**Dataset entries**
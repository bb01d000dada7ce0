//! Domain types, reward rules, and configuration shared by every greenkart crate.

pub mod app_config;
pub mod config;
pub mod products;
pub mod rewards;

use thiserror::Error;

pub use app_config::{AppConfig, Environment};
pub use config::{load_app_config, load_app_config_from_env};
pub use products::{remap_grade, ProductRecord, UNKNOWN_PRODUCT_NAME};
pub use rewards::{
    load_reward_catalog, resolve_reward, shortfall, string_or_number, RewardCatalog, RewardItem,
    REWARD_TIERS,
};

#[derive(Debug, Error)]
pub enum ConfigError {
    #[error("missing required environment variable: {0}")]
    MissingEnvVar(String),

    #[error("invalid value for {var}: {reason}")]
    InvalidEnvVar { var: String, reason: String },

    #[error("failed to read rewards file {path}: {source}")]
    RewardsFileIo {
        path: String,
        #[source]
        source: std::io::Error,
    },

    #[error("failed to parse rewards file: {0}")]
    RewardsFileParse(#[from] serde_yaml::Error),

    #[error("rewards validation error: {0}")]
    Validation(String),
}
//! Commonly used types and traits

pub use crate::backoff::Backoff;
pub use crate::batch::{BatchConfig, BatchProcessor};
pub use crate::context::WorkflowContext;
pub use crate::error::WorkflowError;
pub use crate::hooks::{HookEvent, HookPayload};
pub use crate::item::{BatchResult, ProcessedItem};
pub use crate::status::{ItemStatus, StepStatus, WorkflowStatus};
pub use crate::step::{ConditionalStep, FunctionStep, Step, StepName, StepResult};
pub use crate::store::{FileRunStore, MemoryRunStore, RunStore};
pub use crate::workflow::{RunReport, Workflow};
impl<T, R> BatchProcessorBuilder<T, R>
where
    T: Clone + Send + Sync + 'static,
    R: Send + 'static,
{
    /// Replaces all sizing and retry settings at once.
    pub fn config(mut self, config: BatchConfig) -> Self {
        self.config = config;
        self
    }

    /// Sets the number of items per chunk
    pub fn batch_size(mut self, batch_size: usize) -> Self {
        self.config.batch_size = batch_size;
        self
    }

    /// Sets how many items of a chunk run at once
    pub fn max_workers(mut self, max_workers: usize) -> Self {
        self.config.max_workers = max_workers;
        self
    }

    /// Total attempts per item.
    pub fn max_retries(mut self, max_retries: u32) -> Self {
        self.config.max_retries = max_retries;
        self
    }

    /// Linear backoff: waits `delay * attempt` after each failed attempt.
    pub fn retry_delay(mut self, delay: Duration) -> Self {
        self.config.backoff = Backoff::linear(delay);
        self
    }

    /// Sets the delay strategy between attempts
    pub fn backoff(mut self, backoff: Backoff) -> Self {
        self.config.backoff = backoff;
        self
    }

    /// Items matching `condition` are recorded as skipped and never processed.
    pub fn skip_if<F>(mut self, condition: F) -> Self
    where
        F: Fn(&T) -> bool + Send + Sync + 'static,
    {
        self.skip_condition = Some(Arc::new(condition));
        self
    }

    /// Called on the worker task as soon as an item is finalized.
    pub fn on_item_complete<F>(mut self, callback: F) -> Self
    where
        F: Fn(&ProcessedItem<T, R>) + Send + Sync + 'static,
    {
        self.on_item_complete = Some(Arc::new(callback));
        self
    }

    /// Called once per drained chunk with `(chunk_number, total_chunks, chunk_len)`.
    /// Chunk numbers start at 1.
    pub fn on_batch_complete<F>(mut self, callback: F) -> Self
    where
        F: Fn(usize, usize, usize) + Send + Sync + 'static,
    {
        self.on_batch_complete = Some(Arc::new(callback));
        self
    }

    /// Validates the configuration and builds the processor
    pub fn build(self) -> Result<BatchProcessor<T, R>, WorkflowError> {
        self.config.validate()?;
        Ok(BatchProcessor {
            operation: self.operation,
            config: self.config,
            skip_condition: self.skip_condition,
            on_item_complete: self.on_item_complete,
            on_batch_complete: self.on_batch_complete,
        })
    }
}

**What this task involves**
An exact transcription of all the entries is needed.

**Completed task**
repository bb01d000dada7ce0
//! Domain types, reward rules, and configuration shared by every greenkart crate.

pub mod app_config;
pub mod config;
pub mod products;
pub mod rewards;

use thiserror::Error;

pub use app_config::{AppConfig, Environment};
pub use config::{load_app_config, load_app_config_from_env};
pub use products::{remap_grade, ProductRecord, UNKNOWN_PRODUCT_NAME};
pub use rewards::{
    load_reward_catalog, resolve_reward, shortfall, string_or_number, RewardCatalog, RewardItem,
    REWARD_TIERS,
};

#[derive(Debug, Error)]
pub enum ConfigError {
    #[error("missing required environment variable: {0}")]
    MissingEnvVar(String),

    #[error("invalid value for {var}: {reason}")]
    InvalidEnvVar { var: String, reason: String },

    #[error("failed to read rewards file {path}: {source}")]
    RewardsFileIo {
        path: String,
        #[source]
        source: std::io::Error,
    },

    #[error("failed to parse rewards file: {0}")]
    RewardsFileParse(#[from] serde_yaml::Error),

    #[error("rewards validation error: {0}")]
    Validation(String),
}
//! Commonly used types and traits

pub use crate::backoff::Backoff;
pub use crate::batch::{BatchConfig, BatchProcessor};
pub use crate::context::WorkflowContext;
pub use crate::error::WorkflowError;
pub use crate::hooks::{HookEvent, HookPayload};
pub use crate::item::{BatchResult, ProcessedItem};
pub use crate::status::{ItemStatus, StepStatus, WorkflowStatus};
pub use crate::step::{ConditionalStep, FunctionStep, Step, StepName, StepResult};
pub use crate::store::{FileRunStore, MemoryRunStore, RunStore};
pub use crate::workflow::{RunReport, Workflow};
impl<T, R> BatchProcessorBuilder<T, R>
where
    T: Clone + Send + Sync + 'static,
    R: Send + 'static,
{
    /// Replaces all sizing and retry settings at once.
    pub fn config(mut self, config: BatchConfig) -> Self {
        self.config = config;
        self
    }

    /// Sets the number of items per chunk
    pub fn batch_size(mut self, batch_size: usize) -> Self {
        self.config.batch_size = batch_size;
        self
    }

    /// Sets how many items of a chunk run at once
    pub fn max_workers(mut self, max_workers: usize) -> Self {
        self.config.max_workers = max_workers;
        self
    }

    /// Total attempts per item.
    pub fn max_retries(mut self, max_retries: u32) -> Self {
        self.config.max_retries = max_retries;
        self
    }

    /// Linear backoff: waits `delay * attempt` after each failed attempt.
    pub fn retry_delay(mut self, delay: Duration) -> Self {
        self.config.backoff = Backoff::linear(delay);
        self
    }

    /// Sets the delay strategy between attempts
    pub fn backoff(mut self, backoff: Backoff) -> Self {
        self.config.backoff = backoff;
        self
    }

    /// Items matching `condition` are recorded as skipped and never processed.
    pub fn skip_if<F>(mut self, condition: F) -> Self
    where
        F: Fn(&T) -> bool + Send + Sync + 'static,
    {
        self.skip_condition = Some(Arc::new(condition));
        self
    }

    /// Called on the worker task as soon as an item is finalized.
    pub fn on_item_complete<F>(mut self, callback: F) -> Self
    where
        F: Fn(&ProcessedItem<T, R>) + Send + Sync + 'static,
    {
        self.on_item_complete = Some(Arc::new(callback));
        self
    }

    /// Called once per drained chunk with `(chunk_number, total_chunks, chunk_len)`.
    /// Chunk numbers start at 1.
    pub fn on_batch_complete<F>(mut self, callback: F) -> Self
    where
        F: Fn(usize, usize, usize) + Send + Sync + 'static,
    {
        self.on_batch_complete = Some(Arc::new(callback));
        self
    }

    /// Validates the configuration and builds the processor
    pub fn build(self) -> Result<BatchProcessor<T, R>, WorkflowError> {
        self.config.validate()?;
        Ok(BatchProcessor {
            operation: self.operation,
            config: self.config,
            skip_condition: self.skip_condition,
            on_item_complete: self.on_item_complete,
            on_batch_complete: self.on_batch_complete,
        })
    }
}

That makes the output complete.